RECORDS:
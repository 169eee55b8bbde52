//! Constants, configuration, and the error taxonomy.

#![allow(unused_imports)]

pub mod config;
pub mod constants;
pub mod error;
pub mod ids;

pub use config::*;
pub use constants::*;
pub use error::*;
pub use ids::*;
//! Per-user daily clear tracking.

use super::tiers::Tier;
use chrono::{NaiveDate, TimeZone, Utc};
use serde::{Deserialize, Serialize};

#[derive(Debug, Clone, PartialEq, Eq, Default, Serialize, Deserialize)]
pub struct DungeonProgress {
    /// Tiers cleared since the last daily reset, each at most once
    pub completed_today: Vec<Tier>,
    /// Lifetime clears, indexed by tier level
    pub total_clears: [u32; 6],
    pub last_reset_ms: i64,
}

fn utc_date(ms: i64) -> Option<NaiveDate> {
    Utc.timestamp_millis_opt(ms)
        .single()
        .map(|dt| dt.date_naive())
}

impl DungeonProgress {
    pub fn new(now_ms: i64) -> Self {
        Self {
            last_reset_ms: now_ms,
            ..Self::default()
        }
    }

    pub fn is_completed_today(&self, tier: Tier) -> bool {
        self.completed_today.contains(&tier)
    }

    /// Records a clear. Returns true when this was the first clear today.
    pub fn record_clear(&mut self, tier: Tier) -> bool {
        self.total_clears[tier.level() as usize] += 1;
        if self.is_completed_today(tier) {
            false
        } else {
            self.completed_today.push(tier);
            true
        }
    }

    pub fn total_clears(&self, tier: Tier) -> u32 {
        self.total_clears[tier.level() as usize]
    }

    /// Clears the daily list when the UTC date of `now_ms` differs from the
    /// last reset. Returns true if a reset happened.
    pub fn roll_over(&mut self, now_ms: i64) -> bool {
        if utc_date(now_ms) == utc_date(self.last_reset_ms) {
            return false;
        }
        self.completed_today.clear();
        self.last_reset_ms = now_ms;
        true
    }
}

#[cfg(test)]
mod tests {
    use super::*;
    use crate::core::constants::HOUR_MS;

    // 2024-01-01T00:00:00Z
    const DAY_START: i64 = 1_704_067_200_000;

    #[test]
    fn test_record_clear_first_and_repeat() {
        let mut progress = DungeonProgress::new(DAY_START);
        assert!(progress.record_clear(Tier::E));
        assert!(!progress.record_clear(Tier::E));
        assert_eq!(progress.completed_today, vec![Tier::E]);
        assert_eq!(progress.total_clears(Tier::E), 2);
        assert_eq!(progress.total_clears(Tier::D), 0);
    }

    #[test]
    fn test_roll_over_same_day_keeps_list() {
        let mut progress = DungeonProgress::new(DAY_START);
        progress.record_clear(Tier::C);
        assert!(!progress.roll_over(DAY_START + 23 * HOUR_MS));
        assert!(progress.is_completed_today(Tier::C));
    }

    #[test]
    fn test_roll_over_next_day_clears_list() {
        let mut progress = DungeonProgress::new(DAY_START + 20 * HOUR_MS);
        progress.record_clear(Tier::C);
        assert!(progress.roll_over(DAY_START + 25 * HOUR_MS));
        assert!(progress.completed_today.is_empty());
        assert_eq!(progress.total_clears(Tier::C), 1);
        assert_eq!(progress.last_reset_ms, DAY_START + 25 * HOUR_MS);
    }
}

TO DO: Copy each line holding the word "Serialize" from the listing above.

COMPLETED EXERCISE:
use serde::{Deserialize, Serialize};
#[derive(Debug, Clone, PartialEq, Eq, Default, Serialize, Deserialize)]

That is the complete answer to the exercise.